Когда мы были готовы, мы взяли двух наших йоркширских терьеров – Молли и Лекси – и поехали на пляж Виллоуз. Стояла отличная погода для прогулок, солнце пригревало, но воздух был достаточно холодным, чтобы мы видели свое дыхание. Девочки, как мы их называли, носились по песку туда-сюда с другими собаками, чьи владельцы обменивались с нами приветствиями. Потом Алли установила штатив и фотоаппарат, и мы впервые в жизни устроили семейную фотосессию. Повторюсь – впервые в жизни. Мы делали семейные фотографии, когда жили втроем. Продолжали делать их, когда появилась Алли. Но с тех пор, как родился Бен, и все последующие годы мы никогда не вставали вместе перед камерой и не просили кого-нибудь нас сфотографировать. Снимки с пляжа не вышли идеальными. Мы стояли спинами к свету, так что наши лица получились темными. Девочки вырывались из папиных рук. А из-за угла съемки Алли казалась немного выше меня, хотя на самом деле все наоборот. Но на этих кадрах осталось наше лучшее Рождество. Последнее Рождество, которое мы провели вместе.

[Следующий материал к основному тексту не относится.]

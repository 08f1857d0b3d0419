//! Route definitions for the `/outputs` resource.
//!
//! Listing lives under `/jobs/{id}/outputs`; only the single-record
//! delete is addressed by output id.

use axum::routing::delete;
use axum::Router;

use crate::handlers::outputs;
use crate::state::AppState;

/// Routes mounted at `/outputs`.
///
/// ```text
/// DELETE /{id} -> delete_output
/// ```
pub fn router() -> Router<AppState> {
    Router::new().route("/{id}", delete(outputs::delete_output))
}
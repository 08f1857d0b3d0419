//! Database access layer: pool construction, migrations, row models,
//! and repositories.

pub mod models;
pub mod repositories;

use sqlx::postgres::PgPoolOptions;

pub type DbPool = sqlx::PgPool;

/// Maximum connections held by the pool.
const MAX_CONNECTIONS: u32 = 20;

/// Create a connection pool from a database URL.
pub async fn create_pool(database_url: &str) -> Result<DbPool, sqlx::Error> {
    PgPoolOptions::new()
        .max_connections(MAX_CONNECTIONS)
        .connect(database_url)
        .await
}

/// Verify the database is reachable with a trivial round-trip query.
pub async fn health_check(pool: &DbPool) -> Result<(), sqlx::Error> {
    sqlx::query("SELECT 1").execute(pool).await?;
    Ok(())
}

/// Apply any pending migrations from the embedded `migrations/` directory.
pub async fn run_migrations(pool: &DbPool) -> Result<(), sqlx::migrate::MigrateError> {
    sqlx::migrate!("./migrations").run(pool).await
}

7. Январь. Я переписываю правила
Месяцы трезвости: 24
Сэкономлено (от заработанного): 56 %
Уверенность в том, что я справлюсь: 90 %
Я вернулась в мою квартиру в Порт-Муди в канун Нового года и пригласила Кейси, чтобы отпраздновать. Мы разложили по тарелкам сыр, крекеры, овощи и сладости, пили минеральную воду и смотрели новогоднее кино, сидя у камина. Могу говорить и за себя, и за Кейси: мы совершенно довольные попрощалась около 10 вечера и обе легли спать до полуночи. В те дни я ничего большего от вечеринок и не желала.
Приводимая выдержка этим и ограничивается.